Downtown Albuquerque is the central business district of Albuquerque, New Mexico, United States. It is where a significant number of the city's highrise buildings are located, and is the center of government and business for the Greater Albuquerque metropolitan region.

Downtown is roughly defined as the central area bordered by Marble Avenue to the North, Coal Avenue to the South, Seventh and Tenth Streets to the West, and the Amtrak and New Mexico Rail Runner Express railroad tracks to the East. The area on the east side of the railroad tracks is known as East Downtown or EDo. The downtown area can be easily accessed by several freeway exits from Interstate 25 and Interstate 40, which border the adjacent neighborhoods of EDo and Wells Park, respectively.

==Geography==
Downtown Albuquerque is laid out in a standard grid pattern, with numbered north–south streets and named east–west avenues. Central Avenue (originally known as Railroad Avenue) is the main east–west thoroughfare through the center of Downtown, while Lomas Boulevard (originally New York Avenue) is a major east–west arterial through the north part of Downtown. Lead and Coal Avenues are significant one-way east–west thoroughfares through the south side of Downtown.

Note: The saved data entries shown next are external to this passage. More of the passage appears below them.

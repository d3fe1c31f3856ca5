use limine::request::{
    DateAtBootRequest, ExecutableAddressRequest, ExecutableFileRequest, HhdmRequest,
    MemoryMapRequest, MpRequest, RequestsEndMarker, RequestsStartMarker, RsdpRequest,
    StackSizeRequest,
};
use limine::BaseRevision;

#[used]
#[unsafe(link_section = ".requests_start_marker")]
pub static _START_MARKER: RequestsStartMarker = RequestsStartMarker::new();

#[used]
#[unsafe(link_section = ".requests_end_marker")]
pub static _END_MARKER: RequestsEndMarker = RequestsEndMarker::new();

#[used]
#[unsafe(link_section = ".requests")]
pub static BASE_REVISION: BaseRevision = BaseRevision::with_revision(3);

#[used]
#[unsafe(link_section = ".requests")]
pub static BOOT_TIME: DateAtBootRequest = DateAtBootRequest::new();

#[used]
#[unsafe(link_section = ".requests")]
pub static KERNEL_FILE_REQUEST: ExecutableFileRequest = ExecutableFileRequest::new();

#[used]
#[unsafe(link_section = ".requests")]
pub static KERNEL_ADDRESS_REQUEST: ExecutableAddressRequest = ExecutableAddressRequest::new();

#[used]
#[unsafe(link_section = ".requests")]
pub static MEMORY_MAP_REQUEST: MemoryMapRequest = MemoryMapRequest::new();

#[used]
#[unsafe(link_section = ".requests")]
pub static HHDM_REQUEST: HhdmRequest = HhdmRequest::new();

#[used]
#[unsafe(link_section = ".requests")]
pub static RSDP_REQUEST: RsdpRequest = RsdpRequest::new();

#[used]
#[unsafe(link_section = ".requests")]
pub static STACK_SIZE_REQUEST: StackSizeRequest = StackSizeRequest::new().with_size(262_144);

#[used]
#[unsafe(link_section = ".requests")]
pub static mut MP_REQUEST: MpRequest = MpRequest::new();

The streets start with First Street just west of the railroad tracks and increase in number moving westward. Fourth Street was originally the main north–south thoroughfare through Downtown but today it is discontinuous, interrupted by Civic Plaza. The two block stretch between Central and Civic Plaza was once converted into a pedestrian mall, but was reverted to a vehicular roadway in late 2014. Since these developments took place Second Street has been the main north–south street through downtown.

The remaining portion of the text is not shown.